(GIVEN INFORMATION)
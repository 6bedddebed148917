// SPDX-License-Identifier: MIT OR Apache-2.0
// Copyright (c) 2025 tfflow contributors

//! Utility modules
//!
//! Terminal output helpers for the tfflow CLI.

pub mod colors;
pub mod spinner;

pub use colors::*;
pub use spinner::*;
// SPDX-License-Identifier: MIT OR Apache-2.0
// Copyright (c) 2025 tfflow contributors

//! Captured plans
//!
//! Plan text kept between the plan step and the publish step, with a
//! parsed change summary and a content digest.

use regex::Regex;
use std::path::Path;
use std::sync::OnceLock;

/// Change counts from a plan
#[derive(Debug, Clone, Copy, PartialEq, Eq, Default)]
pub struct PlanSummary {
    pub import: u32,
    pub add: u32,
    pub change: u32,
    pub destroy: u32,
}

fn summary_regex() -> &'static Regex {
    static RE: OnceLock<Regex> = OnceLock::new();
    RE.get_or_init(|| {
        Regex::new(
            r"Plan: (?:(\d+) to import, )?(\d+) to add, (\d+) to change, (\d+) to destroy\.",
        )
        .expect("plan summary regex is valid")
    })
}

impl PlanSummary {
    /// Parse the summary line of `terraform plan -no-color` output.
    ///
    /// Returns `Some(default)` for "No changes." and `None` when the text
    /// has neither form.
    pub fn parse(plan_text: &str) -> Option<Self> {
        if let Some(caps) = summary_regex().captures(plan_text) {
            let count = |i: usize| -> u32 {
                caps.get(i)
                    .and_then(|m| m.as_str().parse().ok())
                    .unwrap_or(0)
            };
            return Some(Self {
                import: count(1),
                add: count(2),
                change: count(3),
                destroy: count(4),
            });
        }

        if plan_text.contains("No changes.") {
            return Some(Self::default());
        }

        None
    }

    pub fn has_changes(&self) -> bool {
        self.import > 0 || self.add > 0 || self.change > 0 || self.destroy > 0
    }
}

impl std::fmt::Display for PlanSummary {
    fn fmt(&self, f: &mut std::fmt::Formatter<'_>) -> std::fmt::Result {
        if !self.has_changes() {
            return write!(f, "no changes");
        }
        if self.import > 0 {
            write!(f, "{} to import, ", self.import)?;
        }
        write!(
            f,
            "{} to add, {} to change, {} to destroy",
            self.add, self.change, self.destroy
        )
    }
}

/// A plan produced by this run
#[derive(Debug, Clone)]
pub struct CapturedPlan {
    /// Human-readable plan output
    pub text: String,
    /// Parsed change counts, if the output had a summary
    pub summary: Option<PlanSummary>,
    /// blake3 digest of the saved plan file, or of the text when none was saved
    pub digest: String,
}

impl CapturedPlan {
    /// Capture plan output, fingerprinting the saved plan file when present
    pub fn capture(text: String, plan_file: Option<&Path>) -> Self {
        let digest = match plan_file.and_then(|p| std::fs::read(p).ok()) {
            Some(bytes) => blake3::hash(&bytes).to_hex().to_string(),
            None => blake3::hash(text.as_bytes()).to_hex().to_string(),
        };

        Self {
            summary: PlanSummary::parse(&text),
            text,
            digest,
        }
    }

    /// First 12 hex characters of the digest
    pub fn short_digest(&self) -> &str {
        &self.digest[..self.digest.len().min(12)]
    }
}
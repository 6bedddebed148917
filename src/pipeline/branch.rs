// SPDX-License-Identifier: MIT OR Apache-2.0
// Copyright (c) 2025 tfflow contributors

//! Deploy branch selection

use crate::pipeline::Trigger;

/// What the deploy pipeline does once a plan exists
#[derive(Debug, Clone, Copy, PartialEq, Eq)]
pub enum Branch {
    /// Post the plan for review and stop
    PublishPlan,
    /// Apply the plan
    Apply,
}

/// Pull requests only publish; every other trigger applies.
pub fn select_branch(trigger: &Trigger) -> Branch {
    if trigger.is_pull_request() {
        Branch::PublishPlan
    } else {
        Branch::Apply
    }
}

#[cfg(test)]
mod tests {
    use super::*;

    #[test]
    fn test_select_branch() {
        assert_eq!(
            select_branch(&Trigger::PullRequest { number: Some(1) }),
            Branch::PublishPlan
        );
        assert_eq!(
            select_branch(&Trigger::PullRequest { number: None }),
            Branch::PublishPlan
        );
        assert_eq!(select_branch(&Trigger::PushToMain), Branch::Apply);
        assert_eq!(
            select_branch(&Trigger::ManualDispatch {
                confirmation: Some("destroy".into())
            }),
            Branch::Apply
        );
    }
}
(End GIVEN INFORMATION)
ACTIVITY:
Once the records are read, print each of them exactly as written.

SOLUTION BELOW:
repository 6bedddebed148917
// SPDX-License-Identifier: MIT OR Apache-2.0
// Copyright (c) 2025 tfflow contributors

//! Utility modules
//!
//! Terminal output helpers for the tfflow CLI.

pub mod colors;
pub mod spinner;

pub use colors::*;
pub use spinner::*;
// SPDX-License-Identifier: MIT OR Apache-2.0
// Copyright (c) 2025 tfflow contributors

//! Captured plans
//!
//! Plan text kept between the plan step and the publish step, with a
//! parsed change summary and a content digest.

use regex::Regex;
use std::path::Path;
use std::sync::OnceLock;

/// Change counts from a plan
#[derive(Debug, Clone, Copy, PartialEq, Eq, Default)]
pub struct PlanSummary {
    pub import: u32,
    pub add: u32,
    pub change: u32,
    pub destroy: u32,
}

fn summary_regex() -> &'static Regex {
    static RE: OnceLock<Regex> = OnceLock::new();
    RE.get_or_init(|| {
        Regex::new(
            r"Plan: (?:(\d+) to import, )?(\d+) to add, (\d+) to change, (\d+) to destroy\.",
        )
        .expect("plan summary regex is valid")
    })
}

impl PlanSummary {
    /// Parse the summary line of `terraform plan -no-color` output.
    ///
    /// Returns `Some(default)` for "No changes." and `None` when the text
    /// has neither form.
    pub fn parse(plan_text: &str) -> Option<Self> {
        if let Some(caps) = summary_regex().captures(plan_text) {
            let count = |i: usize| -> u32 {
                caps.get(i)
                    .and_then(|m| m.as_str().parse().ok())
                    .unwrap_or(0)
            };
            return Some(Self {
                import: count(1),
                add: count(2),
                change: count(3),
                destroy: count(4),
            });
        }

        if plan_text.contains("No changes.") {
            return Some(Self::default());
        }

        None
    }

    pub fn has_changes(&self) -> bool {
        self.import > 0 || self.add > 0 || self.change > 0 || self.destroy > 0
    }
}

impl std::fmt::Display for PlanSummary {
    fn fmt(&self, f: &mut std::fmt::Formatter<'_>) -> std::fmt::Result {
        if !self.has_changes() {
            return write!(f, "no changes");
        }
        if self.import > 0 {
            write!(f, "{} to import, ", self.import)?;
        }
        write!(
            f,
            "{} to add, {} to change, {} to destroy",
            self.add, self.change, self.destroy
        )
    }
}

/// A plan produced by this run
#[derive(Debug, Clone)]
pub struct CapturedPlan {
    /// Human-readable plan output
    pub text: String,
    /// Parsed change counts, if the output had a summary
    pub summary: Option<PlanSummary>,
    /// blake3 digest of the saved plan file, or of the text when none was saved
    pub digest: String,
}

impl CapturedPlan {
    /// Capture plan output, fingerprinting the saved plan file when present
    pub fn capture(text: String, plan_file: Option<&Path>) -> Self {
        let digest = match plan_file.and_then(|p| std::fs::read(p).ok()) {
            Some(bytes) => blake3::hash(&bytes).to_hex().to_string(),
            None => blake3::hash(text.as_bytes()).to_hex().to_string(),
        };

        Self {
            summary: PlanSummary::parse(&text),
            text,
            digest,
        }
    }

    /// First 12 hex characters of the digest
    pub fn short_digest(&self) -> &str {
        &self.digest[..self.digest.len().min(12)]
    }
}
repository 6bedddebed148917
filename src/pipeline/branch.rs
// SPDX-License-Identifier: MIT OR Apache-2.0
// Copyright (c) 2025 tfflow contributors

//! Deploy branch selection

use crate::pipeline::Trigger;

/// What the deploy pipeline does once a plan exists
#[derive(Debug, Clone, Copy, PartialEq, Eq)]
pub enum Branch {
    /// Post the plan for review and stop
    PublishPlan,
    /// Apply the plan
    Apply,
}

/// Pull requests only publish; every other trigger applies.
pub fn select_branch(trigger: &Trigger) -> Branch {
    if trigger.is_pull_request() {
        Branch::PublishPlan
    } else {
        Branch::Apply
    }
}

#[cfg(test)]
mod tests {
    use super::*;

    #[test]
    fn test_select_branch() {
        assert_eq!(
            select_branch(&Trigger::PullRequest { number: Some(1) }),
            Branch::PublishPlan
        );
        assert_eq!(
            select_branch(&Trigger::PullRequest { number: None }),
            Branch::PublishPlan
        );
        assert_eq!(select_branch(&Trigger::PushToMain), Branch::Apply);
        assert_eq!(
            select_branch(&Trigger::ManualDispatch {
                confirmation: Some("destroy".into())
            }),
            Branch::Apply
        );
    }
}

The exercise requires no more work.